The State’s use of State v. Johnson , 2009 WI 57, 318 Wis. 2d 21, 767 N.W.2d 207, appears merely to be that of a postHintz case that serves as a conduit to State v. Beiersdorf , 208 Wis. 2d 492, 561 N.W.2d 749 (Ct. App. 1997), a preHintz case. The Johnson decision briefly discussed Beiersdorf , see Johnson , 318 Wis. 2d 21, ¶¶34-35, and in other instances cited to that case, id. ¶¶27, 33, 45, 49.
¶57 Beiersdorf was awarded forty-four days' sentence credit on the bail jumping charge for the time he was in custody between his arrest and sentencing, but he subsequently sought forty-four days' credit against his sexual assault sentence for the same time period. Id. We concluded no such credit was warranted under WIS. STAT. § 973.155 because "although in rather obvious ways Beiersdorf’s bail jumping was figuratively ‘related to’ his second-degree sexual assault, his ‘custody’ literally was not ‘confinement related to’ the sexual assault for purposes of sentence credit." Beiersdorf , 208 Wis. 2d at 498. Merely because a defendant perceives a nexus between his or her confinement and another crime does not mean a factual connection exists for purposes of statutory sentence credit. Id.
¶58 The State appears to mistakenly perceive Jones’s argument to be that any causal relationship between a particular crime and confinement is sufficient to warrant an award of sentence credit under WIS. STAT. § 973.155. To the contrary, Jones concedes that, under Beiersdorf , when a defendant is released on bond for a particular offense, and he or she subsequently is arrested for bail jumping for a new course of conduct, the confinement for the conduct resulting in the bail jumping charge is not factually connected to the first offense, even though the custody related to bail jumping would not have occurred but for the existence of the bond.
¶59 Jones’s situation is materially distinguishable from the circumstances in Beiersdorf . In Beiersdorf , the defendant’s custody on the bail jumping charge had only a procedural connection to the earlier sexual assault offense, in the sense that the State could not have charged bail jumping absent the bond.

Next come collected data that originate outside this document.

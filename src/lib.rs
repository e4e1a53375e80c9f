//! # pagenav
//!
//! Turn a flat HTML document into a navigable page.
//!
//! Every `h1`/`h2` starts a content block holding that heading and the
//! content after it. Blocks are gathered into a content container, and a
//! sidebar list receives one link per block plus one per `h3` inside it.
//! Headings get stable fragment identifiers from [`slugify`].
//!
//! ## Quick Start
//!
//! ```
//! use pagenav::{RestructureOptions, restructure_html};
//!
//! let html = r#"<ul class="nav"></ul><div class="content"></div>
//!     <article><h1>Getting Started</h1><p>Install.</p>
//!     <h1>API Reference</h1><h3>Auth:</h3><p>Tokens.</p></article>"#;
//!
//! let page = restructure_html(html, &RestructureOptions::default()).unwrap();
//!
//! let labels: Vec<_> = page.outline.entries.iter().map(|e| e.label.as_str()).collect();
//! assert_eq!(labels, ["Getting Started", "API Reference", "Auth"]);
//! ```
//!
//! ## Working with a DOM
//!
//! [`Restructurer`] runs on an already parsed [`dom::Dom`], which is useful
//! when the page goes through other passes too:
//!
//! ```
//! use pagenav::dom::{parse_html, serialize_document};
//! use pagenav::{NoScrollSpy, RestructureOptions, Restructurer};
//!
//! let mut dom = parse_html("<div class='content'></div><main><h2>Usage</h2></main>");
//! let outline = Restructurer::new(&RestructureOptions::default())?
//!     .with_scroll_spy(NoScrollSpy)
//!     .restructure(&mut dom);
//!
//! assert_eq!(outline.blocks[0].id, "usage");
//! assert!(serialize_document(&dom)?.contains(r#"<h2 id="usage">Usage</h2>"#));
//! # Ok::<(), pagenav::Error>(())
//! ```

pub mod dom;
pub mod error;
pub mod restructure;
pub mod slug;
pub mod util;

#[cfg(feature = "wasm")]
pub mod wasm;

pub use error::{Error, Result};
pub use restructure::{
    ContentBlock, DataApiScrollSpy, HeadingLevel, NavEntry, NavKind, NoScrollSpy, Outline,
    RestructureOptions, Restructured, Restructurer, ScrollSpy, restructure,
    restructure_html,
};
pub use slug::{TextContent, slugify};
//! HTML serialization of a [`Dom`] through html5ever's serializer.

use std::io;

use html5ever::QualName;
use html5ever::serialize::{Serialize, SerializeOpts, Serializer, TraversalScope};

use super::arena::{Dom, NodeData, NodeId};

/// A node paired with the DOM that owns it, ready for html5ever to walk.
pub struct SerializableNode<'a> {
    dom: &'a Dom,
    id: NodeId,
}

impl<'a> SerializableNode<'a> {
    pub fn new(dom: &'a Dom, id: NodeId) -> Self {
        Self { dom, id }
    }
}

enum Op {
    Open(NodeId),
    Close(QualName),
}

impl Serialize for SerializableNode<'_> {
    fn serialize<S>(&self, serializer: &mut S, traversal_scope: TraversalScope) -> io::Result<()>
    where
        S: Serializer,
    {
        // Explicit stack so deeply nested documents cannot overflow.
        let mut ops: Vec<Op> = match traversal_scope {
            TraversalScope::IncludeNode => vec![Op::Open(self.id)],
            TraversalScope::ChildrenOnly(_) => {
                let mut children: Vec<_> = self.dom.children(self.id).map(Op::Open).collect();
                children.reverse();
                children
            }
        };

        while let Some(op) = ops.pop() {
            let id = match op {
                Op::Open(id) => id,
                Op::Close(name) => {
                    serializer.end_elem(name)?;
                    continue;
                }
            };
            let Some(node) = self.dom.get(id) else {
                continue;
            };

            match &node.data {
                NodeData::Element { name, attrs, .. } => {
                    serializer.start_elem(
                        name.clone(),
                        attrs.iter().map(|a| (&a.name, a.value.as_str())),
                    )?;
                    ops.push(Op::Close(name.clone()));
                    let first = ops.len();
                    ops.extend(self.dom.children(id).map(Op::Open));
                    ops[first..].reverse();
                }
                NodeData::Text(text) => serializer.write_text(text)?,
                NodeData::Comment(text) => serializer.write_comment(text)?,
                NodeData::Doctype { name, .. } => serializer.write_doctype(name)?,
                NodeData::Document => {
                    let first = ops.len();
                    ops.extend(self.dom.children(id).map(Op::Open));
                    ops[first..].reverse();
                }
            }
        }
        Ok(())
    }
}

/// Serialize the whole document as HTML5.
pub fn serialize_document(dom: &Dom) -> io::Result<String> {
    serialize_children(dom, dom.document())
}

/// Serialize the children of `id` (its "inner HTML").
pub fn serialize_children(dom: &Dom, id: NodeId) -> io::Result<String> {
    write_html(dom, id, TraversalScope::ChildrenOnly(None))
}

/// Serialize `id` itself, including its own tags ("outer HTML").
pub fn serialize_node(dom: &Dom, id: NodeId) -> io::Result<String> {
    write_html(dom, id, TraversalScope::IncludeNode)
}

fn write_html(dom: &Dom, id: NodeId, traversal_scope: TraversalScope) -> io::Result<String> {
    let mut out = Vec::new();
    let opts = SerializeOpts {
        traversal_scope,
        ..Default::default()
    };
    html5ever::serialize::serialize(&mut out, &SerializableNode::new(dom, id), opts)?;
    String::from_utf8(out).map_err(|e| io::Error::new(io::ErrorKind::InvalidData, e))
}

Here, the course of conduct related to the armed robbery triggered both the probation hold in the earlier cases and the new charges. This factual connection between the course of conduct in the present case and Jones’s confinement is no less in existence after the signature bond was given and signed than it was before that moment. See Hintz , 300 Wis. 2d 583, ¶11. Thus, it can be fairly said that Jones was in custody in connection with the present offense until the date on which he was sentenced after revocation in the earlier cases.
By conceding that Jones is entitled to sentence credit in the present case between the time of his arrest and the time he was "released" on a signature bond, the State necessarily agrees that a factual connection existed during that time between Jones’s custody and the armed robbery for which he was ultimately sentenced. Nonetheless, it is undisputed that Jones remained in custody due to the probation hold as a result of his arrest for armed robbery. Under these circumstances, it is the State that urges us to place dispositive weight upon a procedural mechanism, while failing to provide any authority for the notion that a factual connection between a particular course of conduct and a probation hold is severed by a signature bond on new charges related to that course of conduct.
¶60 Accordingly, we conclude Jones is entitled to the 204 days of sentence credit that he seeks on his sentence for armed robbery. We reverse the circuit court’s determination on that issue and remand with directions for the court to grant Jones’s motion for sentence credit. We affirm the judgment of conviction and the postconviction order on all other issues.
By the Court. —Judgment and order affirmed in part; reversed in part and cause remanded with directions.